**DATASET EXCERPTS**
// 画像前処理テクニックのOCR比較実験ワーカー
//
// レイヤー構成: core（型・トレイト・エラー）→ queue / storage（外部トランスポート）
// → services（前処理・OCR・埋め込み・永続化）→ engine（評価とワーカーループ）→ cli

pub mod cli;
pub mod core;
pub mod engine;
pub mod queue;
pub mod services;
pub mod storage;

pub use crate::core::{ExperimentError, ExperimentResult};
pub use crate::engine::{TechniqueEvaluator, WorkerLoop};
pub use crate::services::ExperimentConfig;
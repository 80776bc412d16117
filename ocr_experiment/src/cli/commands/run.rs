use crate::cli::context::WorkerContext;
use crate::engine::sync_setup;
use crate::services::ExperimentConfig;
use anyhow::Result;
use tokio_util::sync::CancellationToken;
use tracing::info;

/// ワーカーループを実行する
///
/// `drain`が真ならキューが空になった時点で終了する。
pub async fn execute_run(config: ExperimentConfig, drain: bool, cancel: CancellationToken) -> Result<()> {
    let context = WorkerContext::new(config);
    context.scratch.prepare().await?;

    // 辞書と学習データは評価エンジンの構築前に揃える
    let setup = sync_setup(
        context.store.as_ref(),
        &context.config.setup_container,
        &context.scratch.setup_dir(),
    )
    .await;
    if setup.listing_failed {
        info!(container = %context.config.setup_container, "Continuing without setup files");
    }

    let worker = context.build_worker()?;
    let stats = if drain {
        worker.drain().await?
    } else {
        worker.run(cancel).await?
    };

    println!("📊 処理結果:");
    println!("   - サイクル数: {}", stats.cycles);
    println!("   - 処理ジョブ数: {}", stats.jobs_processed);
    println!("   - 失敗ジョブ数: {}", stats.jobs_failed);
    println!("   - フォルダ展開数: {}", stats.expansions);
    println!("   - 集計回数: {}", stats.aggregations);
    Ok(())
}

**EXERCISE DIRECTIONS**
Working from the data above, extract solely the lines from the one containing "pub mod storage;" through the one containing "use tokio_util::sync::CancellationToken;", exactly as they appear, both included.

**FINAL ANSWER**
pub mod storage;

pub use crate::core::{ExperimentError, ExperimentResult};
pub use crate::engine::{TechniqueEvaluator, WorkerLoop};
pub use crate::services::ExperimentConfig;
repository 80776bc412d16117
filename ocr_experiment/src/cli/commands/run.rs
use crate::cli::context::WorkerContext;
use crate::engine::sync_setup;
use crate::services::ExperimentConfig;
use anyhow::Result;
use tokio_util::sync::CancellationToken;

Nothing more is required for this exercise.